• [Task goal] Reproduce, exactly and in full, only the lines below from the one containing "const CORE: &[(&str, CommandFn)]" through the one containing "fn arity_error(interp: &mut".

• [Data shown]

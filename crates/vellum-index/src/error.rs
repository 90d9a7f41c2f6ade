//! Error types for vellum-index.

use std::num::TryFromIntError;

/// Errors that can occur during indexing, storage, or search.
#[derive(Debug, thiserror::Error)]
pub enum IndexError {
    /// IO error reading source files.
    #[error("IO error: {0}")]
    Io(#[from] std::io::Error),

    /// `SQLite` database error.
    #[error("database error: {0}")]
    Sqlite(#[from] sqlx::Error),

    /// Schema migration failure.
    #[error("migration failed: {0}")]
    Migrate(#[from] sqlx::migrate::MigrateError),

    /// Embedding provider error.
    #[error("embedding error: {0}")]
    Llm(#[from] vellum_llm::LlmError),

    /// JSON serialization/deserialization error.
    #[error("JSON error: {0}")]
    Json(#[from] serde_json::Error),

    /// Directory traversal error.
    #[error("traversal error: {0}")]
    Ignore(#[from] ignore::Error),

    /// File watcher error.
    #[error("watcher error: {0}")]
    Watcher(#[from] notify::Error),

    /// Integer conversion error.
    #[error("integer conversion failed: {0}")]
    IntConversion(#[from] TryFromIntError),

    /// Invalid or missing configuration, raised before any I/O.
    #[error("configuration error: {0}")]
    Config(String),

    /// The project root could not be enumerated.
    #[error("walk failed: {0}")]
    Walk(String),

    /// Stored vector bytes do not decode.
    #[error("vector codec error: {0}")]
    Codec(String),

    /// In-memory store lock was poisoned.
    #[error("store error: {0}")]
    Store(String),

    /// Generic catch-all error.
    #[error("{0}")]
    Other(String),
}

/// Result type alias using `IndexError`.
pub type Result<T> = std::result::Result<T, IndexError>;
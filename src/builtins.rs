// Copyright (C) Thalia Archibald. All rights reserved.
//
// This file is part of minitcl, distributed under the GPL 2.0 with a
// linking exception. For the full terms, see the included COPYING file.

//! The core command set and the dispatcher for script-defined procedures.

use std::io::Write;

use bstr::{BString, ByteSlice};

use crate::{
    command::Command,
    interp::{EvalError, EvalResult, Flow, Interp},
};

type CommandFn = fn(&mut Interp, &[BString]) -> EvalResult;

/// Installs the core commands into a fresh interpreter.
pub(crate) fn register_core(interp: &mut Interp) {
    const CORE: &[(&str, CommandFn)] = &[
        ("+", cmd_math),
        ("-", cmd_math),
        ("*", cmd_math),
        ("/", cmd_math),
        (">", cmd_math),
        (">=", cmd_math),
        ("<", cmd_math),
        ("<=", cmd_math),
        ("==", cmd_math),
        ("!=", cmd_math),
        ("set", cmd_set),
        ("puts", cmd_puts),
        ("if", cmd_if),
        ("while", cmd_while),
        ("break", cmd_break),
        ("continue", cmd_continue),
        ("return", cmd_return),
        ("proc", cmd_proc),
    ];
    for &(name, command) in CORE {
        interp
            .register_fn(name, command)
            .expect("core command names are distinct");
    }
}

fn arity_error(interp: &mut Interp, name: &BString) -> EvalError {
    interp.fail(EvalError::ArityMismatch(name.clone()))
}

/// Parses a leading decimal integer: optional whitespace and sign, then a
/// maximal digit run. Anything unparseable yields 0. Arithmetic on the
/// result wraps rather than overflowing.
fn parse_int(bytes: &[u8]) -> i64 {
    let mut rest = bytes;
    while let [b, tail @ ..] = rest {
        if !b.is_ascii_whitespace() {
            break;
        }
        rest = tail;
    }
    let negative = match rest {
        [b'-', tail @ ..] => {
            rest = tail;
            true
        }
        [b'+', tail @ ..] => {
            rest = tail;
            false
        }
        _ => false,
    };
    let mut value: i64 = 0;
    while let [digit @ b'0'..=b'9', tail @ ..] = rest {
        value = value.wrapping_mul(10).wrapping_add((digit - b'0') as i64);
        rest = tail;
    }
    if negative {
        value.wrapping_neg()
    } else {
        value
    }
}

/// Integer arithmetic and comparison. The operator is the name the command
/// was invoked under; comparisons yield `0` or `1`.
fn cmd_math(interp: &mut Interp, argv: &[BString]) -> EvalResult {
    if argv.len() != 3 {
        return Err(arity_error(interp, &argv[0]));
    }
    let a = parse_int(&argv[1]);
    let b = parse_int(&argv[2]);
    let value = match argv[0].as_slice() {
        b"+" => a.wrapping_add(b),
        b"-" => a.wrapping_sub(b),
        b"*" => a.wrapping_mul(b),
        // A zero quotient stands in for the undefined division by zero.
        b"/" => {
            if b == 0 {
                0
            } else {
                a.wrapping_div(b)
            }
        }
        b">" => (a > b) as i64,
        b">=" => (a >= b) as i64,
        b"<" => (a < b) as i64,
        b"<=" => (a <= b) as i64,
        b"==" => (a == b) as i64,
        b"!=" => (a != b) as i64,
        op => unreachable!("math command registered as {:?}", op.as_bstr()),
    };
    interp.set_result(value.to_string());
    Ok(Flow::Normal)
}

fn cmd_set(interp: &mut Interp, argv: &[BString]) -> EvalResult {
    if argv.len() != 3 {
        return Err(arity_error(interp, &argv[0]));
    }
    interp.set_var(&argv[1], &argv[2]);
    interp.set_result(argv[2].clone());
    Ok(Flow::Normal)
}

fn cmd_puts(interp: &mut Interp, argv: &[BString]) -> EvalResult {
    if argv.len() != 2 {
        return Err(arity_error(interp, &argv[0]));
    }
    // An unwritable sink is a host problem, not a script error.
    let _ = interp
        .out
        .write_all(&argv[1])
        .and_then(|()| interp.out.write_all(b"\n"));
    Ok(Flow::Normal)
}

/// `if cond then`, `if cond then else-body`, or `if cond then else
/// else-body`. The condition is a script whose result is read as an
/// integer; the chosen branch is evaluated in place, so its flow code is
/// the caller's.
fn cmd_if(interp: &mut Interp, argv: &[BString]) -> EvalResult {
    if !matches!(argv.len(), 3..=5) {
        return Err(arity_error(interp, &argv[0]));
    }
    match interp.eval(&argv[1])? {
        Flow::Normal => {}
        flow => return Ok(flow),
    }
    if parse_int(interp.result()) != 0 {
        interp.eval(&argv[2])
    } else {
        match argv.len() {
            4 => interp.eval(&argv[3]),
            5 => interp.eval(&argv[4]),
            _ => Ok(Flow::Normal),
        }
    }
}

/// `while cond body`. `continue` in the body restarts the loop, `break`
/// exits it normally, and `return` unwinds past it.
fn cmd_while(interp: &mut Interp, argv: &[BString]) -> EvalResult {
    if argv.len() != 3 {
        return Err(arity_error(interp, &argv[0]));
    }
    loop {
        match interp.eval(&argv[1])? {
            Flow::Normal => {}
            flow => return Ok(flow),
        }
        if parse_int(interp.result()) == 0 {
            return Ok(Flow::Normal);
        }
        match interp.eval(&argv[2])? {
            Flow::Normal | Flow::Continue => {}
            Flow::Break => return Ok(Flow::Normal),
            Flow::Return => return Ok(Flow::Return),
        }
    }
}

fn cmd_break(interp: &mut Interp, argv: &[BString]) -> EvalResult {
    if argv.len() != 1 {
        return Err(arity_error(interp, &argv[0]));
    }
    Ok(Flow::Break)
}

fn cmd_continue(interp: &mut Interp, argv: &[BString]) -> EvalResult {
    if argv.len() != 1 {
        return Err(arity_error(interp, &argv[0]));
    }
    Ok(Flow::Continue)
}

fn cmd_return(interp: &mut Interp, argv: &[BString]) -> EvalResult {
    match argv {
        [_] => interp.set_result(""),
        [_, value] => interp.set_result(value.clone()),
        _ => return Err(arity_error(interp, &argv[0])),
    }
    Ok(Flow::Return)
}

/// `proc name {formals} {body}`: registers a procedure under `name`.
fn cmd_proc(interp: &mut Interp, argv: &[BString]) -> EvalResult {
    let [_, name, params, body] = argv else {
        return Err(arity_error(interp, &argv[0]));
    };
    interp.register_command(
        name.clone(),
        Proc {
            params: params.clone(),
            body: body.clone(),
        },
    )?;
    Ok(Flow::Normal)
}

/// A script-defined procedure: the formal argument list and body captured
/// by `proc`.
struct Proc {
    params: BString,
    body: BString,
}

impl Command for Proc {
    fn call(&self, interp: &mut Interp, argv: &[BString]) -> EvalResult {
        interp.push_frame();
        let flow = self.call_in_frame(interp, argv);
        interp.pop_frame();
        match flow? {
            // `return` stops the procedure, not the caller.
            Flow::Return => Ok(Flow::Normal),
            flow => Ok(flow),
        }
    }
}

impl Proc {
    /// Binds the formals to `argv[1..]` in the already-pushed frame, then
    /// runs the body.
    fn call_in_frame(&self, interp: &mut Interp, argv: &[BString]) -> EvalResult {
        let mut actuals = argv[1..].iter();
        // Formals are separated by runs of spaces.
        let formals = self
            .params
            .split(|&b| b == b' ')
            .filter(|formal| !formal.is_empty());
        for formal in formals {
            let Some(actual) = actuals.next() else {
                return Err(interp.fail(EvalError::ProcArity(argv[0].clone())));
            };
            interp.set_var(formal, actual);
        }
        if actuals.next().is_some() {
            return Err(interp.fail(EvalError::ProcArity(argv[0].clone())));
        }
        interp.eval(&self.body)
    }
}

• [Finished task]
    const CORE: &[(&str, CommandFn)] = &[
        ("+", cmd_math),
        ("-", cmd_math),
        ("*", cmd_math),
        ("/", cmd_math),
        (">", cmd_math),
        (">=", cmd_math),
        ("<", cmd_math),
        ("<=", cmd_math),
        ("==", cmd_math),
        ("!=", cmd_math),
        ("set", cmd_set),
        ("puts", cmd_puts),
        ("if", cmd_if),
        ("while", cmd_while),
        ("break", cmd_break),
        ("continue", cmd_continue),
        ("return", cmd_return),
        ("proc", cmd_proc),
    ];
    for &(name, command) in CORE {
        interp
            .register_fn(name, command)
            .expect("core command names are distinct");
    }
}

fn arity_error(interp: &mut Interp, name: &BString) -> EvalError {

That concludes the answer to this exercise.